** Records to use follows **
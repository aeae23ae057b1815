//! CLI argument definitions.

use std::path::PathBuf;

use clap::{Parser, Subcommand, ValueEnum};
use clap_verbosity_flag::{Verbosity, WarnLevel};
use colorchoice_clap::Color;

use hypermut_core::DEFAULT_MIN_NORMAL_CASES;

#[derive(Parser)]
#[command(
    name = "hypermut",
    version,
    about = "Adjust hypermutation classifications against cohort dominant signatures",
    long_about = "Re-examine per-cancer-type hypermutation classifications.\n\n\
                  Samples labeled Hypermutated whose dominant mutational signature\n\
                  matches the dominant signature of the Normal cohort in the same\n\
                  cancer type are relabeled highMutationBurden: their elevated\n\
                  mutation count reflects the cohort's baseline mutagenic process,\n\
                  not a distinct hypermutation mechanism."
)]
pub struct Cli {
    #[command(subcommand)]
    pub command: Command,

    /// Adjust log verbosity (-v for debug, -vv for trace, -q for errors only).
    #[command(flatten)]
    pub verbosity: Verbosity<WarnLevel>,

    /// Control ANSI color output (auto, always, never).
    #[command(flatten)]
    pub color: Color,

    /// Explicit log level (overrides -v/-q flags).
    #[arg(long = "log-level", value_enum, global = true)]
    pub log_level: Option<LogLevelArg>,

    /// Log output format (pretty for human, json for machine parsing).
    #[arg(
        long = "log-format",
        value_enum,
        default_value = "pretty",
        global = true
    )]
    pub log_format: LogFormatArg,

    /// Write logs to a file instead of stderr.
    #[arg(long = "log-file", value_name = "PATH", global = true)]
    pub log_file: Option<PathBuf>,
}

#[derive(Subcommand)]
pub enum Command {
    /// Rewrite per-cancer-type classification files in place.
    Adjust(AdjustArgs),
}

#[derive(Parser)]
pub struct AdjustArgs {
    /// Directory of per-cancer-type classification files.
    #[arg(value_name = "STATUS_DIR")]
    pub status_dir: PathBuf,

    /// Tab-separated dominant-signature calls, one row per sample barcode.
    #[arg(value_name = "SIGNATURES_FILE")]
    pub signatures_file: PathBuf,

    /// Smallest Normal cohort whose dominant signature is trusted.
    #[arg(
        long = "min-normal-cases",
        value_name = "N",
        default_value_t = DEFAULT_MIN_NORMAL_CASES
    )]
    pub min_normal_cases: usize,

    /// Compute and report corrections without rewriting any file.
    #[arg(long = "dry-run")]
    pub dry_run: bool,

    /// Continue past files that fail to parse, reporting them at the end.
    ///
    /// By default the run aborts on the first unreadable or malformed file,
    /// leaving later files untouched.
    #[arg(long = "keep-going")]
    pub keep_going: bool,

    /// Write per-file outcomes as JSON.
    #[arg(long = "report", value_name = "PATH")]
    pub report: Option<PathBuf>,
}

/// CLI log level choices.
#[derive(Clone, Copy, ValueEnum)]
pub enum LogLevelArg {
    Error,
    Warn,
    Info,
    Debug,
    Trace,
}

/// CLI log format choices.
#[derive(Clone, Copy, ValueEnum)]
pub enum LogFormatArg {
    Pretty,
    Compact,
    Json,
}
** End of Records to use **
Set down, from the entries above, exactly the lines from the one with "hypermutation classifications against" up to and including the one with "matches the dominant", and no other lines.

    about = "Adjust hypermutation classifications against cohort dominant signatures",
    long_about = "Re-examine per-cancer-type hypermutation classifications.\n\n\
                  Samples labeled Hypermutated whose dominant mutational signature\n\
                  matches the dominant signature of the Normal cohort in the same\n\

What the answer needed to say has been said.